Ese informe final llegó alrededor de septiembre de 1944, cuando el cuartel general puso fin al puesto de Hall cuando las tropas aliadas (que desde entonces habían desembarcado en Normandía) comenzaron a moverse por la zona y a quitársela de las manos de Alemania. Así terminaron los extraordinarios días de Virginia Hall como espía en tiempos de guerra.

Un espía decorado vuelve a casa

Medalla de recepción de Virginia Hall

CIAVirginia Hall recibe la Cruz de Servicio Distinguido.

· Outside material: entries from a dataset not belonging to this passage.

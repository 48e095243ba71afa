//! Backend parity tests: the cvc5 subprocess backend (and, when
//! compiled in, Z3) must produce the same SAT/UNSAT verdicts on a set
//! of small formulas.
//!
//! cvc5 tests are gated behind `#[ignore]` so they can be skipped when
//! the binary is not installed. Run with `cargo test -- --ignored` to
//! include them.

use satsieve_smt::backends::cvc5_backend::Cvc5Solver;
use satsieve_smt::solver::{SatResult, SmtSolver};
use satsieve_smt::sorts::SmtSort;
use satsieve_smt::terms::SmtTerm;

fn cvc5_available() -> bool {
    Cvc5Solver::new().is_ok()
}

fn cvc5_check(setup: impl FnOnce(&mut Cvc5Solver)) -> SatResult {
    let mut solver = Cvc5Solver::new().expect("cvc5 should be available");
    setup(&mut solver);
    solver.check_sat().unwrap()
}

#[test]
#[ignore = "requires cvc5 binary"]
fn cvc5_simple_sat() {
    if !cvc5_available() {
        return;
    }
    let result = cvc5_check(|s| {
        s.declare_var("x", &SmtSort::Int).unwrap();
        s.assert(&SmtTerm::and(vec![
            SmtTerm::var("x").gt(SmtTerm::int(0)),
            SmtTerm::var("x").lt(SmtTerm::int(10)),
        ]))
        .unwrap();
    });
    assert_eq!(result, SatResult::Sat);
}

#[test]
#[ignore = "requires cvc5 binary"]
fn cvc5_simple_unsat() {
    if !cvc5_available() {
        return;
    }
    let result = cvc5_check(|s| {
        s.declare_var("x", &SmtSort::Int).unwrap();
        s.assert(&SmtTerm::and(vec![
            SmtTerm::var("x").gt(SmtTerm::int(0)),
            SmtTerm::var("x").lt(SmtTerm::int(0)),
        ]))
        .unwrap();
    });
    assert_eq!(result, SatResult::Unsat);
}

#[test]
#[ignore = "requires cvc5 binary"]
fn cvc5_model_extraction_across_sorts() {
    if !cvc5_available() {
        return;
    }
    let mut solver = Cvc5Solver::new().expect("cvc5 should be available");
    solver.declare_var("x", &SmtSort::Int).unwrap();
    solver.declare_var("p", &SmtSort::Bool).unwrap();
    solver.declare_var("v", &SmtSort::BitVec(8)).unwrap();
    solver
        .assert(&SmtTerm::var("x").eq(SmtTerm::int(-3)))
        .unwrap();
    solver.assert(&SmtTerm::var("p")).unwrap();
    solver
        .assert(&SmtTerm::var("v").eq(SmtTerm::bv(200, 8)))
        .unwrap();

    let bv8 = SmtSort::BitVec(8);
    let vars = vec![
        ("x", &SmtSort::Int),
        ("p", &SmtSort::Bool),
        ("v", &bv8),
    ];
    let (result, model) = solver.check_sat_with_model(&vars).unwrap();
    assert_eq!(result, SatResult::Sat);
    let model = model.expect("model for SAT result");
    assert_eq!(model.get_int("x"), Some(-3));
    assert_eq!(model.get_bool("p"), Some(true));
    assert_eq!(model.get_bv("v"), Some(200));
}

#[test]
#[ignore = "requires cvc5 binary"]
fn cvc5_push_pop_restores_state() {
    if !cvc5_available() {
        return;
    }
    let mut solver = Cvc5Solver::new().expect("cvc5 should be available");
    solver.declare_var("x", &SmtSort::Int).unwrap();
    solver
        .assert(&SmtTerm::var("x").gt(SmtTerm::int(0)))
        .unwrap();

    solver.push().unwrap();
    solver
        .assert(&SmtTerm::var("x").lt(SmtTerm::int(0)))
        .unwrap();
    assert_eq!(solver.check_sat().unwrap(), SatResult::Unsat);
    solver.pop().unwrap();

    assert_eq!(solver.check_sat().unwrap(), SatResult::Sat);
}

// ---- Z3 parity (only with the `z3` feature) ----

#[cfg(feature = "z3")]
mod z3_parity {
    use super::*;
    use satsieve_smt::backends::z3_backend::Z3Solver;

    fn z3_check(setup: impl FnOnce(&mut Z3Solver)) -> SatResult {
        let mut solver = Z3Solver::with_default_config();
        setup(&mut solver);
        solver.check_sat().unwrap()
    }

    #[test]
    fn z3_simple_sat() {
        let result = z3_check(|s| {
            s.declare_var("x", &SmtSort::Int).unwrap();
            s.assert(&SmtTerm::and(vec![
                SmtTerm::var("x").gt(SmtTerm::int(0)),
                SmtTerm::var("x").lt(SmtTerm::int(10)),
            ]))
            .unwrap();
        });
        assert_eq!(result, SatResult::Sat);
    }

    #[test]
    #[ignore = "requires cvc5 binary"]
    fn cvc5_z3_parity_on_shared_formula() {
        if !cvc5_available() {
            return;
        }
        let formula = SmtTerm::and(vec![
            SmtTerm::var("x").gt(SmtTerm::int(5)),
            SmtTerm::var("x").lt(SmtTerm::int(3)),
        ]);

        let z3_result = z3_check(|s| {
            s.declare_var("x", &SmtSort::Int).unwrap();
            s.assert(&formula).unwrap();
        });

        let cvc5_result = cvc5_check(|s| {
            s.declare_var("x", &SmtSort::Int).unwrap();
            s.assert(&formula).unwrap();
        });

        assert_eq!(z3_result, cvc5_result, "Z3 and cvc5 should agree");
    }
}
#![doc = include_str!("../README.md")]

pub mod generator;
pub mod guards;

pub use generator::{FormulaGenerator, GeneratorConfig, GeneratorError};
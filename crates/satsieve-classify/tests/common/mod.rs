//! Shared test backends.
//!
//! `BruteForceSolver` decides satisfiability by enumerating every
//! assignment over small finite domains, so tests get a real, decidable
//! backend without an external solver. `ScriptedSolver` replays a fixed
//! sequence of answers for driving classifier control flow.

#![allow(dead_code)]

use std::collections::VecDeque;
use std::convert::Infallible;

use satsieve_smt::model::{Model, ModelValue};
use satsieve_smt::solver::{SatResult, SmtSolver};
use satsieve_smt::sorts::SmtSort;
use satsieve_smt::terms::SmtTerm;

pub struct BruteForceSolver {
    decls: Vec<(String, SmtSort)>,
    scopes: Vec<Vec<SmtTerm>>,
    int_lo: i64,
    int_hi: i64,
    pub check_sat_calls: usize,
}

impl BruteForceSolver {
    pub fn new() -> Self {
        Self::with_domain(-8, 8)
    }

    pub fn with_domain(int_lo: i64, int_hi: i64) -> Self {
        Self {
            decls: Vec::new(),
            scopes: vec![Vec::new()],
            int_lo,
            int_hi,
            check_sat_calls: 0,
        }
    }

    /// Current push depth above the base scope.
    pub fn depth(&self) -> usize {
        self.scopes.len() - 1
    }

    fn find_model(&self) -> Option<Model> {
        let mut model = Model::default();
        self.search(0, &mut model)
    }

    fn search(&self, var_idx: usize, model: &mut Model) -> Option<Model> {
        if var_idx == self.decls.len() {
            let satisfied = self
                .scopes
                .iter()
                .flatten()
                .all(|term| model.eval_bool(term) == Some(true));
            return satisfied.then(|| model.clone());
        }
        let (name, sort) = &self.decls[var_idx];
        match sort {
            SmtSort::Bool => {
                for b in [false, true] {
                    model.values.insert(name.clone(), ModelValue::Bool(b));
                    if let Some(found) = self.search(var_idx + 1, model) {
                        return Some(found);
                    }
                }
            }
            SmtSort::Int => {
                for n in self.int_lo..=self.int_hi {
                    model.values.insert(name.clone(), ModelValue::Int(n));
                    if let Some(found) = self.search(var_idx + 1, model) {
                        return Some(found);
                    }
                }
            }
            SmtSort::BitVec(width) => {
                assert!(*width <= 8, "brute-force enumeration needs small widths");
                for value in 0..(1u64 << width) {
                    model
                        .values
                        .insert(name.clone(), ModelValue::Bv { value, width: *width });
                    if let Some(found) = self.search(var_idx + 1, model) {
                        return Some(found);
                    }
                }
            }
            SmtSort::Real => panic!("brute-force enumeration does not cover reals"),
        }
        model.values.remove(name);
        None
    }
}

impl SmtSolver for BruteForceSolver {
    type Error = Infallible;

    fn declare_var(&mut self, name: &str, sort: &SmtSort) -> Result<(), Self::Error> {
        self.decls.push((name.to_string(), *sort));
        Ok(())
    }

    fn assert(&mut self, term: &SmtTerm) -> Result<(), Self::Error> {
        self.scopes
            .last_mut()
            .expect("base scope always present")
            .push(term.clone());
        Ok(())
    }

    fn push(&mut self) -> Result<(), Self::Error> {
        self.scopes.push(Vec::new());
        Ok(())
    }

    fn pop(&mut self) -> Result<(), Self::Error> {
        assert!(self.scopes.len() > 1, "pop without matching push");
        self.scopes.pop();
        Ok(())
    }

    fn check_sat(&mut self) -> Result<SatResult, Self::Error> {
        self.check_sat_calls += 1;
        Ok(if self.find_model().is_some() {
            SatResult::Sat
        } else {
            SatResult::Unsat
        })
    }

    fn check_sat_with_model(
        &mut self,
        _var_names: &[(&str, &SmtSort)],
    ) -> Result<(SatResult, Option<Model>), Self::Error> {
        self.check_sat_calls += 1;
        Ok(match self.find_model() {
            Some(model) => (SatResult::Sat, Some(model)),
            None => (SatResult::Unsat, None),
        })
    }

    fn reset(&mut self) -> Result<(), Self::Error> {
        self.decls.clear();
        self.scopes = vec![Vec::new()];
        Ok(())
    }
}

/// Replays a fixed sequence of `check_sat` answers.
///
/// Once the script runs dry every further check answers
/// `Unknown("script exhausted")`. Every SAT answer hands out a clone of
/// `model`.
pub struct ScriptedSolver {
    pub script: VecDeque<SatResult>,
    pub model: Option<Model>,
    pub check_sat_calls: usize,
    pub depth: usize,
    pub max_depth: usize,
    pub resets: usize,
}

impl ScriptedSolver {
    pub fn new(script: impl IntoIterator<Item = SatResult>) -> Self {
        Self {
            script: script.into_iter().collect(),
            model: None,
            check_sat_calls: 0,
            depth: 0,
            max_depth: 0,
            resets: 0,
        }
    }

    pub fn always_unknown() -> Self {
        Self::new([])
    }

    fn next_result(&mut self) -> SatResult {
        self.check_sat_calls += 1;
        self.script
            .pop_front()
            .unwrap_or_else(|| SatResult::Unknown("script exhausted".into()))
    }
}

impl SmtSolver for ScriptedSolver {
    type Error = Infallible;

    fn declare_var(&mut self, _name: &str, _sort: &SmtSort) -> Result<(), Self::Error> {
        Ok(())
    }

    fn assert(&mut self, _term: &SmtTerm) -> Result<(), Self::Error> {
        Ok(())
    }

    fn push(&mut self) -> Result<(), Self::Error> {
        self.depth += 1;
        self.max_depth = self.max_depth.max(self.depth);
        Ok(())
    }

    fn pop(&mut self) -> Result<(), Self::Error> {
        assert!(self.depth > 0, "pop without matching push");
        self.depth -= 1;
        Ok(())
    }

    fn check_sat(&mut self) -> Result<SatResult, Self::Error> {
        Ok(self.next_result())
    }

    fn check_sat_with_model(
        &mut self,
        _var_names: &[(&str, &SmtSort)],
    ) -> Result<(SatResult, Option<Model>), Self::Error> {
        let result = self.next_result();
        let model = if result == SatResult::Sat {
            self.model.clone()
        } else {
            None
        };
        Ok((result, model))
    }

    fn reset(&mut self) -> Result<(), Self::Error> {
        self.resets += 1;
        self.depth = 0;
        Ok(())
    }
}
//! Property tests: every batched strategy produces exactly the naive
//! baseline labeling on randomly generated decidable inputs.

mod common;

use common::BruteForceSolver;
use proptest::prelude::*;
use satsieve_classify::{
    classify_disjunctive, classify_disjunctive_incremental, classify_unary,
    classify_unary_cached,
};
use satsieve_smt::sorts::SmtSort;
use satsieve_smt::terms::SmtTerm;

fn atom() -> impl Strategy<Value = SmtTerm> {
    let operand = prop_oneof![
        Just(SmtTerm::var("x")),
        Just(SmtTerm::var("y")),
        Just(SmtTerm::var("x").add(SmtTerm::var("y"))),
        Just(SmtTerm::var("x").sub(SmtTerm::var("y"))),
    ];
    (operand, -6i64..=6, 0u8..6).prop_map(|(lhs, c, relation)| {
        let rhs = SmtTerm::int(c);
        match relation {
            0 => lhs.lt(rhs),
            1 => lhs.le(rhs),
            2 => lhs.eq(rhs),
            3 => lhs.gt(rhs),
            4 => lhs.ge(rhs),
            _ => lhs.ne(rhs),
        }
    })
}

fn candidate() -> impl Strategy<Value = SmtTerm> {
    prop_oneof![
        atom(),
        atom().prop_map(|a| a.not()),
        (atom(), atom()).prop_map(|(a, b)| SmtTerm::and(vec![a, b])),
        (atom(), atom()).prop_map(|(a, b)| SmtTerm::or(vec![a, b])),
        (atom(), atom()).prop_map(|(a, b)| a.implies(b)),
    ]
}

proptest! {
    #![proptest_config(ProptestConfig::with_cases(64))]

    #[test]
    fn batched_strategies_match_the_naive_baseline(
        candidates in prop::collection::vec(candidate(), 0..8),
        bound in 1i64..=6,
    ) {
        let decls = vec![
            ("x".to_string(), SmtSort::Int),
            ("y".to_string(), SmtSort::Int),
        ];
        // Keep every variable inside the enumerated domain so the
        // backend is genuinely decidable for these formulas.
        let precondition = SmtTerm::and(vec![
            SmtTerm::var("x").ge(SmtTerm::int(-bound)),
            SmtTerm::var("x").le(SmtTerm::int(bound)),
            SmtTerm::var("y").ge(SmtTerm::int(-bound)),
            SmtTerm::var("y").le(SmtTerm::int(bound)),
        ]);

        let mut solver = BruteForceSolver::new();
        let baseline = classify_unary(&mut solver, &decls, &precondition, &candidates).unwrap();
        prop_assert_eq!(baseline.len(), candidates.len());
        prop_assert!(baseline.iter().all(|v| !v.is_unknown()));

        let mut solver = BruteForceSolver::new();
        let cached =
            classify_unary_cached(&mut solver, &decls, &precondition, &candidates).unwrap();
        prop_assert_eq!(&cached, &baseline);

        let mut solver = BruteForceSolver::new();
        let disjunctive =
            classify_disjunctive(&mut solver, &decls, &precondition, &candidates).unwrap();
        prop_assert_eq!(&disjunctive, &baseline);
        prop_assert!(solver.check_sat_calls <= candidates.len() + 1);

        let mut solver = BruteForceSolver::new();
        let incremental =
            classify_disjunctive_incremental(&mut solver, &decls, &precondition, &candidates)
                .unwrap();
        prop_assert_eq!(&incremental, &baseline);
        prop_assert!(solver.check_sat_calls <= candidates.len() + 1);
        prop_assert_eq!(solver.depth(), 0);
    }
}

Después del final de la guerra, el gobierno francés le otorgó el Croix de Guerre con Palm . Los británicos la nombraron miembro de la Orden del Imperio Británico y el general estadounidense William Donovan le entregó la Cruz de Servicio Distinguido.

El presidente Truman quería darle a Hall el premio él mismo en una ceremonia pública, pero ella se negó, creyendo que revelaría demasiado sobre su identidad a cualquier enemigo que todavía tuviera.

Siempre espía, Virginia Hall continuó trabajando para la CIA como analista hasta su jubilación a la edad de 60 años en 1966. Vivió el resto de sus días en su estado natal de Maryland antes de morir en 1982 a los 76 años.